We played a ton of Scrabble growing up. I almost never lose, but on Saturday I drove Cole up to stay with my parents over Spring Break. Had a quick braunschweiger sandwich and game of Scrabble before heading back. Early in the game my mom played a 76 point word. Even though I ended up with a very respectable score, I never quite recovered from that and was still nearly 100 points behind at the end. Hopefully I can redeem my regional champ status over Easter weekend. Posted by Hello

Tuesday, March 15, 2005

The Hippest City in the USA




Alison Overholt - October 2003
And the best place to work is . . . Des Moines? Okay, we admit it's a stretch. But unemployment here is so low, and work-life balance so important, that Iowa's capital city seems pretty cool to us.

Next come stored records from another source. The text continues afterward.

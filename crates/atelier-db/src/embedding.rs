use atelier_common::{Error, Result};

/// Dimension of every stored embedding vector.
pub const EMBEDDING_DIM: usize = 1536;

/// Encode an f32 vector as the little-endian blob sqlite-vec operates on.
pub fn to_blob(embedding: &[f32]) -> Vec<u8> {
    let mut bytes = Vec::with_capacity(embedding.len() * 4);
    for v in embedding {
        bytes.extend(v.to_le_bytes());
    }
    bytes
}

pub fn from_blob(blob: &[u8]) -> Result<Vec<f32>> {
    if !blob.len().is_multiple_of(4) {
        return Err(Error::Database("invalid embedding blob length".into()));
    }

    let mut out = Vec::with_capacity(blob.len() / 4);
    for chunk in blob.chunks_exact(4) {
        out.push(f32::from_le_bytes([chunk[0], chunk[1], chunk[2], chunk[3]]));
    }
    Ok(out)
}

/// Reject vectors that do not match the stored dimension.
pub fn ensure_dimension(embedding: &[f32]) -> Result<()> {
    if embedding.len() != EMBEDDING_DIM {
        return Err(Error::Validation(format!(
            "embedding must have {EMBEDDING_DIM} dimensions, got {}",
            embedding.len()
        )));
    }
    Ok(())
}

#[cfg(test)]
mod tests {
    use super::{ensure_dimension, from_blob, to_blob, EMBEDDING_DIM};

    #[test]
    fn blob_round_trip_is_exact() {
        let original = vec![0.0f32, 1.0, -1.5, f32::MIN_POSITIVE, 1234.5678];
        let decoded = from_blob(&to_blob(&original)).expect("decode should succeed");
        assert_eq!(decoded, original);
    }

    #[test]
    fn truncated_blob_is_rejected() {
        assert!(from_blob(&[0u8, 0, 0]).is_err());
    }

    #[test]
    fn dimension_check() {
        assert!(ensure_dimension(&vec![0.0; EMBEDDING_DIM]).is_ok());
        assert!(ensure_dimension(&[0.0; 3]).is_err());
        assert!(ensure_dimension(&[]).is_err());
    }
}
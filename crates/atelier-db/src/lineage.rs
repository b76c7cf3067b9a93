use atelier_common::{Error, NewMessage, Result};
use chrono::Utc;
use rusqlite::params;
use tracing::{info, warn};

use crate::chats;
use crate::embedding;
use crate::pool::Database;

/// Parameters for the shared create-or-append save path.
#[derive(Debug, Clone, Default)]
pub struct SaveChatRequest {
    /// Present: append to this chat. Absent: create a new one.
    pub chat_id: Option<String>,
    pub project_id: Option<String>,
    pub description: Option<String>,
    pub metadata: Option<serde_json::Value>,
}

/// Derived-chat workflows: duplicate, fork, the shared save path, and
/// bulk delete. Every operation runs inside one transaction on one
/// pooled connection; any failure rolls the whole operation back, so a
/// partial copy is never observable.
///
/// Concurrent operations on the same chat are not fenced beyond SQLite's
/// own locking: two simultaneous forks can both read the same pre-fork
/// state and both succeed.
pub struct Lineage {
    db: Database,
}

impl Lineage {
    pub fn new(db: Database) -> Self {
        Self { db }
    }

    /// Copy a chat the caller owns: all messages (role, content,
    /// embedding, ordering, original timestamps) plus the latest
    /// snapshot, under a fresh chat id.
    pub async fn duplicate_chat(
        &self,
        original_chat_id: &str,
        user_id: &str,
    ) -> Result<Option<String>> {
        let mut conn = self.db.conn()?;
        let tx = chats::begin(&mut conn)?;

        let Some(original) = chats::owned_chat(&tx, original_chat_id, user_id)? else {
            return Ok(None);
        };

        let now = Utc::now().to_rfc3339();
        let description = match &original.description {
            Some(d) => format!("Copy of {d}"),
            None => "Copy of untitled chat".to_string(),
        };

        let new_chat_id = chats::insert_chat(
            &tx,
            user_id,
            original.project_id.as_deref(),
            Some(&description),
            &original.metadata,
            &now,
        )?;

        for message in chats::chat_messages(&tx, original_chat_id)? {
            chats::copy_message(&tx, &new_chat_id, &message)?;
        }

        if let Some(snapshot) = chats::latest_snapshot_row(&tx, original_chat_id)? {
            chats::insert_snapshot(&tx, &new_chat_id, &snapshot.snapshot_data, &now)?;
        }

        chats::commit(tx)?;
        info!("duplicated chat {original_chat_id} -> {new_chat_id}");
        Ok(Some(new_chat_id))
    }

    /// Copy the message prefix of a chat up to and including the first
    /// message whose id is `message_id`, by stored order. An unknown id
    /// is a client error and rolls back without leaving an orphan chat.
    /// No snapshot is copied: the latest snapshot may postdate the fork
    /// point, so forks start without one.
    pub async fn fork_chat(
        &self,
        original_chat_id: &str,
        message_id: &str,
        user_id: &str,
    ) -> Result<Option<String>> {
        let mut conn = self.db.conn()?;
        let tx = chats::begin(&mut conn)?;

        let Some(original) = chats::owned_chat(&tx, original_chat_id, user_id)? else {
            return Ok(None);
        };

        let now = Utc::now().to_rfc3339();
        let description = match &original.description {
            Some(d) => format!("Fork of {d}"),
            None => "Fork of untitled chat".to_string(),
        };

        let new_chat_id = chats::insert_chat(
            &tx,
            user_id,
            original.project_id.as_deref(),
            Some(&description),
            &original.metadata,
            &now,
        )?;

        let messages = chats::chat_messages(&tx, original_chat_id)?;
        let fork_index = messages
            .iter()
            .position(|m| m.id == message_id)
            .ok_or_else(|| {
                Error::Validation(format!(
                    "message {message_id} does not exist in chat {original_chat_id}"
                ))
            })?;

        for message in &messages[..=fork_index] {
            chats::copy_message(&tx, &new_chat_id, message)?;
        }

        chats::commit(tx)?;
        info!(
            "forked chat {original_chat_id} at message {message_id} -> {new_chat_id} ({} messages)",
            fork_index + 1
        );
        Ok(Some(new_chat_id))
    }

    /// The single write path for both creating a chat and appending to
    /// one, so validation and timestamp touching behave identically in
    /// both cases. With `chat_id` absent a new chat is inserted; present,
    /// the chat is re-touched (description/metadata updated when
    /// supplied) and the messages appended after the current sequence.
    pub async fn save_chat_messages(
        &self,
        user_id: &str,
        messages: &[NewMessage],
        request: SaveChatRequest,
    ) -> Result<Option<String>> {
        if messages.is_empty() {
            return Err(Error::Validation("messages cannot be empty".into()));
        }
        for message in messages {
            if message.content.is_empty() {
                return Err(Error::Validation("message content cannot be empty".into()));
            }
            if let Some(e) = &message.embedding {
                embedding::ensure_dimension(e)?;
            }
        }

        let mut conn = self.db.conn()?;
        let tx = chats::begin(&mut conn)?;
        let now = Utc::now().to_rfc3339();

        let chat_id = match &request.chat_id {
            Some(chat_id) => {
                if chats::owned_chat(&tx, chat_id, user_id)?.is_none() {
                    warn!("save_chat_messages: chat {chat_id} is not owned by user {user_id}");
                    return Ok(None);
                }

                let metadata_json = request
                    .metadata
                    .as_ref()
                    .map(serde_json::to_string)
                    .transpose()?;
                tx.execute(
                    "UPDATE chats
                     SET updated_at = ?,
                         description = COALESCE(?, description),
                         metadata = COALESCE(?, metadata)
                     WHERE id = ?",
                    params![now, request.description, metadata_json, chat_id],
                )
                .map_err(|e| Error::Database(format!("failed to touch chat: {e}")))?;

                chat_id.clone()
            }
            None => {
                if let Some(project_id) = &request.project_id
                    && !chats::owned_project(&tx, project_id, user_id)?
                {
                    warn!(
                        "save_chat_messages: project {project_id} is not owned by user {user_id}"
                    );
                    return Ok(None);
                }

                chats::insert_chat(
                    &tx,
                    user_id,
                    request.project_id.as_deref(),
                    request.description.as_deref(),
                    request
                        .metadata
                        .as_ref()
                        .unwrap_or(&serde_json::json!({})),
                    &now,
                )?
            }
        };

        let mut seq = chats::next_seq(&tx, &chat_id)?;
        for message in messages {
            chats::insert_message(&tx, &chat_id, message, seq, &now)?;
            seq += 1;
        }

        chats::commit(tx)?;
        Ok(Some(chat_id))
    }

    /// Delete every chat the user owns. Cascading foreign keys remove
    /// dependent messages and snapshots in the same statement. There is
    /// no soft delete and no recovery path.
    pub async fn delete_all_chat_data_for_user(&self, user_id: &str) -> Result<usize> {
        let conn = self.db.conn()?;
        let deleted = conn
            .execute("DELETE FROM chats WHERE user_id = ?", params![user_id])
            .map_err(|e| Error::Database(format!("failed to delete chats for user: {e}")))?;

        info!("deleted {deleted} chats for user {user_id}");
        Ok(deleted)
    }
}
use atelier_common::{Error, Result};
use chrono::{DateTime, Utc};
use rusqlite::types::Value;
use rusqlite::{OptionalExtension, params, params_from_iter};
use serde::{Deserialize, Serialize};
use tracing::info;
use uuid::Uuid;

use crate::pool::Database;
use crate::timestamps;

#[derive(Debug, Clone, Serialize, Deserialize)]
pub struct Project {
    pub id: String,
    pub user_id: String,
    pub name: String,
    pub description: Option<String>,
    /// Opaque workspace content, stored as a JSON document.
    pub code_content: Option<serde_json::Value>,
    pub preview_url: Option<String>,
    pub created_at: DateTime<Utc>,
    pub updated_at: DateTime<Utc>,
}

#[derive(Debug, Clone, Serialize, Deserialize)]
pub struct NewProject {
    pub name: String,
    pub description: Option<String>,
    pub code_content: Option<serde_json::Value>,
    pub preview_url: Option<String>,
}

/// Partial update for a project. Only set fields are written; an empty
/// changeset degenerates to a plain ownership-scoped fetch.
#[derive(Debug, Clone, Default, Deserialize)]
pub struct ProjectChanges {
    pub name: Option<String>,
    pub description: Option<String>,
    pub code_content: Option<serde_json::Value>,
    pub preview_url: Option<String>,
}

impl ProjectChanges {
    pub fn is_empty(&self) -> bool {
        self.name.is_none()
            && self.description.is_none()
            && self.code_content.is_none()
            && self.preview_url.is_none()
    }
}

pub struct ProjectStore {
    db: Database,
}

impl ProjectStore {
    pub fn new(db: Database) -> Self {
        Self { db }
    }

    pub async fn create_project(&self, user_id: &str, project: NewProject) -> Result<Project> {
        if project.name.trim().is_empty() {
            return Err(Error::Validation("project name cannot be empty".into()));
        }

        let id = Uuid::new_v4().to_string();
        let now = Utc::now().to_rfc3339();
        let code_content = project
            .code_content
            .as_ref()
            .map(serde_json::to_string)
            .transpose()?;

        let conn = self.db.conn()?;
        conn.execute(
            "INSERT INTO projects (id, user_id, name, description, code_content, preview_url, created_at, updated_at)
             VALUES (?, ?, ?, ?, ?, ?, ?, ?)",
            params![
                id,
                user_id,
                project.name,
                project.description,
                code_content,
                project.preview_url,
                now,
                now
            ],
        )
        .map_err(|e| Error::Database(format!("failed to insert project: {e}")))?;
        drop(conn);

        self.get_project_by_id(&id, user_id)
            .await?
            .ok_or_else(|| Error::Database("inserted project row not found".into()))
    }

    /// Ownership-scoped fetch: a project owned by someone else looks
    /// exactly like a missing one.
    pub async fn get_project_by_id(&self, project_id: &str, user_id: &str) -> Result<Option<Project>> {
        let conn = self.db.conn()?;
        conn.query_row(
            "SELECT id, user_id, name, description, code_content, preview_url, created_at, updated_at
             FROM projects WHERE id = ? AND user_id = ?",
            params![project_id, user_id],
            row_to_project,
        )
        .optional()
        .map_err(|e| Error::Database(format!("failed to fetch project: {e}")))
    }

    /// Most recently touched first; id breaks ties so repeated reads
    /// without intervening writes return identical ordering.
    pub async fn get_projects_by_user_id(&self, user_id: &str) -> Result<Vec<Project>> {
        let conn = self.db.conn()?;
        let mut stmt = conn
            .prepare(
                "SELECT id, user_id, name, description, code_content, preview_url, created_at, updated_at
                 FROM projects WHERE user_id = ?
                 ORDER BY updated_at DESC, id",
            )
            .map_err(|e| Error::Database(format!("failed to prepare project list: {e}")))?;

        let rows = stmt
            .query_map(params![user_id], row_to_project)
            .map_err(|e| Error::Database(format!("failed to list projects: {e}")))?;

        rows.collect::<std::result::Result<Vec<_>, _>>()
            .map_err(|e| Error::Database(format!("failed to collect project rows: {e}")))
    }

    /// Apply a changeset. The column list is fixed at compile time; only
    /// parameter values vary per call.
    pub async fn update_project(
        &self,
        project_id: &str,
        user_id: &str,
        changes: ProjectChanges,
    ) -> Result<Option<Project>> {
        if changes.is_empty() {
            return self.get_project_by_id(project_id, user_id).await;
        }
        if let Some(name) = &changes.name
            && name.trim().is_empty()
        {
            return Err(Error::Validation("project name cannot be empty".into()));
        }

        let mut sets: Vec<&'static str> = Vec::new();
        let mut values: Vec<Value> = Vec::new();

        if let Some(name) = changes.name {
            sets.push("name = ?");
            values.push(Value::Text(name));
        }
        if let Some(description) = changes.description {
            sets.push("description = ?");
            values.push(Value::Text(description));
        }
        if let Some(code_content) = changes.code_content {
            sets.push("code_content = ?");
            values.push(Value::Text(serde_json::to_string(&code_content)?));
        }
        if let Some(preview_url) = changes.preview_url {
            sets.push("preview_url = ?");
            values.push(Value::Text(preview_url));
        }
        sets.push("updated_at = ?");
        values.push(Value::Text(Utc::now().to_rfc3339()));

        values.push(Value::Text(project_id.to_string()));
        values.push(Value::Text(user_id.to_string()));

        let sql = format!(
            "UPDATE projects SET {} WHERE id = ? AND user_id = ?",
            sets.join(", ")
        );

        let conn = self.db.conn()?;
        let updated = conn
            .execute(&sql, params_from_iter(values))
            .map_err(|e| Error::Database(format!("failed to update project: {e}")))?;
        drop(conn);

        if updated == 0 {
            return Ok(None);
        }
        self.get_project_by_id(project_id, user_id).await
    }

    /// `Ok(true)` when a row was deleted, `Ok(false)` when nothing under
    /// that owner matched, `Err` only for infrastructure failure.
    pub async fn delete_project(&self, project_id: &str, user_id: &str) -> Result<bool> {
        let conn = self.db.conn()?;
        let deleted = conn
            .execute(
                "DELETE FROM projects WHERE id = ? AND user_id = ?",
                params![project_id, user_id],
            )
            .map_err(|e| Error::Database(format!("failed to delete project: {e}")))?;

        if deleted > 0 {
            info!("deleted project {project_id} for user {user_id}");
        }
        Ok(deleted > 0)
    }
}

fn row_to_project(row: &rusqlite::Row<'_>) -> rusqlite::Result<Project> {
    let code_content_str: Option<String> = row.get(4)?;
    let code_content = code_content_str
        .as_deref()
        .map(serde_json::from_str)
        .transpose()
        .unwrap_or(None);

    let created_at_str: String = row.get(6)?;
    let updated_at_str: String = row.get(7)?;

    Ok(Project {
        id: row.get(0)?,
        user_id: row.get(1)?,
        name: row.get(2)?,
        description: row.get(3)?,
        code_content,
        preview_url: row.get(5)?,
        created_at: timestamps::parse(&created_at_str).map_err(timestamps::conversion_err)?,
        updated_at: timestamps::parse(&updated_at_str).map_err(timestamps::conversion_err)?,
    })
}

Emily Snavely is a tiny 11-year-old with blue eyes, freckles, and curly blond hair that's pulled up on top of her head in a green hair band. She has been a student at the Downtown School since kindergarten. "I don't get it when my friends who don't go here say, 'I never see my parents,' " she says. "I always see mine. They're around all the time." Emily's father, Rodney, is a fixture at her school: Five years ago, he began helping Emily and her classmates wash up for lunch every Friday. He has also read to them and supervised recess. Emily's mother, Kelly, helps out at the annual book fair and occasionally makes lunch-duty appearances at the school, too. Rodney isn't a postmillennial stay-at-home dad. He's a full-time dentist with a thriving private practice. Nor is Kelly a housewife; she works full-time as a vice president at Wells Fargo. The Snavelys are, however, poster parents for the imaginative work-life balance championed by residents and employers in -- get this -- Des Moines, Iowa, home of the 10-year-old Downtown School.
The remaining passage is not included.